Start of Block
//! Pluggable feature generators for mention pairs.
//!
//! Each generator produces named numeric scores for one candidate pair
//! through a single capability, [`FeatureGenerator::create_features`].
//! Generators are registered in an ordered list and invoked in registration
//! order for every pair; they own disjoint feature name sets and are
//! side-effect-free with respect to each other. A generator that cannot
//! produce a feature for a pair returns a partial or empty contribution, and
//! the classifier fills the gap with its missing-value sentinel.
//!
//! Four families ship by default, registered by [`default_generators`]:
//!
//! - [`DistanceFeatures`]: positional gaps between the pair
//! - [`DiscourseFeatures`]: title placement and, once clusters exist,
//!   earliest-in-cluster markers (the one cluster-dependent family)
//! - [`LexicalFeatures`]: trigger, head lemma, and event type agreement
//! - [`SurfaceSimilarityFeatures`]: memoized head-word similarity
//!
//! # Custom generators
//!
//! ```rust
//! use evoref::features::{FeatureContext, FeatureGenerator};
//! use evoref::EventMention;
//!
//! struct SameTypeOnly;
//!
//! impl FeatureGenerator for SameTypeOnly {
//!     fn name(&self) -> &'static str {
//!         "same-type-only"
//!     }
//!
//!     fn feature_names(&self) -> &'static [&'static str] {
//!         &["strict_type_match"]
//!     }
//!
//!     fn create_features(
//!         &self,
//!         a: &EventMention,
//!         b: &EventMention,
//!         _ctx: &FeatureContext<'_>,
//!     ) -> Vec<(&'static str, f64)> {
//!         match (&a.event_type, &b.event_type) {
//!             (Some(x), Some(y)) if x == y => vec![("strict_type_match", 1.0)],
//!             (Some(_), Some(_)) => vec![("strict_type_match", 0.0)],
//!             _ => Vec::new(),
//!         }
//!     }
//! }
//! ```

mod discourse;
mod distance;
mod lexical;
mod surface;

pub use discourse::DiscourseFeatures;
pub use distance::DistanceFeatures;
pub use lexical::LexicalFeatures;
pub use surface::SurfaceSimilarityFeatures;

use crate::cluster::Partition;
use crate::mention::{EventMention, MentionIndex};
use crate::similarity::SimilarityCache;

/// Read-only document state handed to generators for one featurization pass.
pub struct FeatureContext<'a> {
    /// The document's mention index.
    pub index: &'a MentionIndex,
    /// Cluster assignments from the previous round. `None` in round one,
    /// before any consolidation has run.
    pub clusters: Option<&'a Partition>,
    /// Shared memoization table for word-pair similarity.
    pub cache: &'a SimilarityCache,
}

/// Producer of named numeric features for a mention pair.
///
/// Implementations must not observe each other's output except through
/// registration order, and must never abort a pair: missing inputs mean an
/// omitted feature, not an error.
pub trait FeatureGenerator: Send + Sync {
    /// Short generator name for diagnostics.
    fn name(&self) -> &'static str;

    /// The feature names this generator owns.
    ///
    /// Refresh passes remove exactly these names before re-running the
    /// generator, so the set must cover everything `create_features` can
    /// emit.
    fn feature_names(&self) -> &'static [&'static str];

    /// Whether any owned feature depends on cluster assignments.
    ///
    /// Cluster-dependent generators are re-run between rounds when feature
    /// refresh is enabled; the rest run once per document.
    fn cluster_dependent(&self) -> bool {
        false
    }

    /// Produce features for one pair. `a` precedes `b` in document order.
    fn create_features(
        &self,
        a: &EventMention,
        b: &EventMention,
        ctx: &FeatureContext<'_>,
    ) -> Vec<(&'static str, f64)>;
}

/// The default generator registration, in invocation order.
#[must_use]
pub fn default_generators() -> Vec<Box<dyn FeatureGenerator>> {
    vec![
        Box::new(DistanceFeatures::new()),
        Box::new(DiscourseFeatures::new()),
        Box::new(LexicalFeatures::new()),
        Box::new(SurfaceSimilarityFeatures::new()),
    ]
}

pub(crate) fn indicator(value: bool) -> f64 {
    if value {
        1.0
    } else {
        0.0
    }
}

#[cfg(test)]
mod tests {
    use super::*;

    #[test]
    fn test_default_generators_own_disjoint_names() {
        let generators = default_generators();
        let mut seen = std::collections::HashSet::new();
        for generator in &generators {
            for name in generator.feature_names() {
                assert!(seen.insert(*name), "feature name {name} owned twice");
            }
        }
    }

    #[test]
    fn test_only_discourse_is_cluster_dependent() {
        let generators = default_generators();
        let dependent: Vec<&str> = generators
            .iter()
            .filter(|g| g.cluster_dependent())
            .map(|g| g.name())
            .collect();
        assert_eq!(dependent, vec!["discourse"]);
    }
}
End of Block
Start of Block
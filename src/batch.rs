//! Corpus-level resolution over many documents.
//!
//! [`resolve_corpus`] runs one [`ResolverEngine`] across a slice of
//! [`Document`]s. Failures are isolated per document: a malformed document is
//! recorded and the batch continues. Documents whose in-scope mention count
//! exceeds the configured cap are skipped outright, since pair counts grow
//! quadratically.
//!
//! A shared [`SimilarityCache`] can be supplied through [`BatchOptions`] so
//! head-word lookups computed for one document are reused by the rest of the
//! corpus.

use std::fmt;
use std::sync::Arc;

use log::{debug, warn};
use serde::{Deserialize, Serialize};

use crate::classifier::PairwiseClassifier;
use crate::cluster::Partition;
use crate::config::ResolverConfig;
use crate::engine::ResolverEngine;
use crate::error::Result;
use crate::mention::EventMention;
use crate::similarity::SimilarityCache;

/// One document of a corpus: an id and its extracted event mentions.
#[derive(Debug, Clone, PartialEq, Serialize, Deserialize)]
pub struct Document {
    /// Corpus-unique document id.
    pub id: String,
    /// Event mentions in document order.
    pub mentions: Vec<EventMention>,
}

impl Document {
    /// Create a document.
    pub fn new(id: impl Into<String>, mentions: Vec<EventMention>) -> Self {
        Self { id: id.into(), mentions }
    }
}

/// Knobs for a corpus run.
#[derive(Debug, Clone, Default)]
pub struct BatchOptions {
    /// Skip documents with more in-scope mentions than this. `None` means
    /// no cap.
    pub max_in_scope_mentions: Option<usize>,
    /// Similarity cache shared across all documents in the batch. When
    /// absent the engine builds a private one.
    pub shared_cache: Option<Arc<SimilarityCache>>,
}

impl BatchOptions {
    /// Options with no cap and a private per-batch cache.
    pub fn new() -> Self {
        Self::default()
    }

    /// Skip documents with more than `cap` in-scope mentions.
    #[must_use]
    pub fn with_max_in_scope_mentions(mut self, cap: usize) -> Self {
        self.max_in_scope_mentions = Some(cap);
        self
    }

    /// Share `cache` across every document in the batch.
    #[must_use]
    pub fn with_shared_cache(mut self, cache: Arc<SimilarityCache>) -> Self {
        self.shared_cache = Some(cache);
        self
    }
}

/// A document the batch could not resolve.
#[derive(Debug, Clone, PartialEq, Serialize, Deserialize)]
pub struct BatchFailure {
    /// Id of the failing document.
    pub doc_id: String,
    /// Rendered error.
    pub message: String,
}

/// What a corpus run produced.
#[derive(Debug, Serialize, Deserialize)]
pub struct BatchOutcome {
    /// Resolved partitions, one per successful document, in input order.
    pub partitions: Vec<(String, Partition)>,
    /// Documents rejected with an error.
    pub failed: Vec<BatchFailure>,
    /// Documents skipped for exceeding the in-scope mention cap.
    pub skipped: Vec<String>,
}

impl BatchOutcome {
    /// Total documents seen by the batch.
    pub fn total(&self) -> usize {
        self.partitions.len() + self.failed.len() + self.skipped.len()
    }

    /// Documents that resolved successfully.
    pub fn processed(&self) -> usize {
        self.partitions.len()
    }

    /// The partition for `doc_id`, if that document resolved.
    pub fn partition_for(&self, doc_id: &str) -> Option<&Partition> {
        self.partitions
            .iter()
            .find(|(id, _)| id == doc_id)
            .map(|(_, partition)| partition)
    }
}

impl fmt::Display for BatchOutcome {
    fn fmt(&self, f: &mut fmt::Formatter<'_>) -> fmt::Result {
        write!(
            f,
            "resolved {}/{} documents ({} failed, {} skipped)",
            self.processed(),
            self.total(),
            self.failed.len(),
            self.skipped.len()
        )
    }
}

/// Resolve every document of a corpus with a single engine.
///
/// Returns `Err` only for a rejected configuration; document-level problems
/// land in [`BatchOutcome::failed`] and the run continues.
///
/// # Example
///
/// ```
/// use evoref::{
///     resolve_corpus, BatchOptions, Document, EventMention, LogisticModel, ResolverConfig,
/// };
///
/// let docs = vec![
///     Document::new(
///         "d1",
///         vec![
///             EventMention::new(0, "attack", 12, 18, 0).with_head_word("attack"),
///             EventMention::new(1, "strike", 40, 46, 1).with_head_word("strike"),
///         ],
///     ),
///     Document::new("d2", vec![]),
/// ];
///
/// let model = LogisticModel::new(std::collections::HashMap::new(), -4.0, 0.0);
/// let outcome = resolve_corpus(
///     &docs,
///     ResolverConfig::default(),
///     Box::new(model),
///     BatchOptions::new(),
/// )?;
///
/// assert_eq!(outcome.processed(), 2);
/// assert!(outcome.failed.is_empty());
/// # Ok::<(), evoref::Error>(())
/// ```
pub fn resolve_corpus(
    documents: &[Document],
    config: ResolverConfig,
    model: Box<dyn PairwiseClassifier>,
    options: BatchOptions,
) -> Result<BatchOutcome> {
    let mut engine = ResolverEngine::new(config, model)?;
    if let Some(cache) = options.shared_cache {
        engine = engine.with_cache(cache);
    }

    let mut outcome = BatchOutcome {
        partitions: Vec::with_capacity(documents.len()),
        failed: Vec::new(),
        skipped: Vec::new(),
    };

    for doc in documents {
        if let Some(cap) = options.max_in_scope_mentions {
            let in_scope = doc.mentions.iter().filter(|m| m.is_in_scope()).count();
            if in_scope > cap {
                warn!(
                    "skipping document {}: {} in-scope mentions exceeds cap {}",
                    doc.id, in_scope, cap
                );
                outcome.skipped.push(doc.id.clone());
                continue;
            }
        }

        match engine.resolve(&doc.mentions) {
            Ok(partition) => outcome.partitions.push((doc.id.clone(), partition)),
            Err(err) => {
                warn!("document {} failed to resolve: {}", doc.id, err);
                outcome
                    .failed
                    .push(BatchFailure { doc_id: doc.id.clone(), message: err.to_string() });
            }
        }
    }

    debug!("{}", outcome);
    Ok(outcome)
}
End of Block
◆ **Task requirements**
An exact copy of the lines above, from the one containing "for mention pairs." down to the one containing "event type agreement" and including both, is the whole answer; retype it and nothing else.

◆ **Answer**
//! Pluggable feature generators for mention pairs.
//!
//! Each generator produces named numeric scores for one candidate pair
//! through a single capability, [`FeatureGenerator::create_features`].
//! Generators are registered in an ordered list and invoked in registration
//! order for every pair; they own disjoint feature name sets and are
//! side-effect-free with respect to each other. A generator that cannot
//! produce a feature for a pair returns a partial or empty contribution, and
//! the classifier fills the gap with its missing-value sentinel.
//!
//! Four families ship by default, registered by [`default_generators`]:
//!
//! - [`DistanceFeatures`]: positional gaps between the pair
//! - [`DiscourseFeatures`]: title placement and, once clusters exist,
//!   earliest-in-cluster markers (the one cluster-dependent family)
//! - [`LexicalFeatures`]: trigger, head lemma, and event type agreement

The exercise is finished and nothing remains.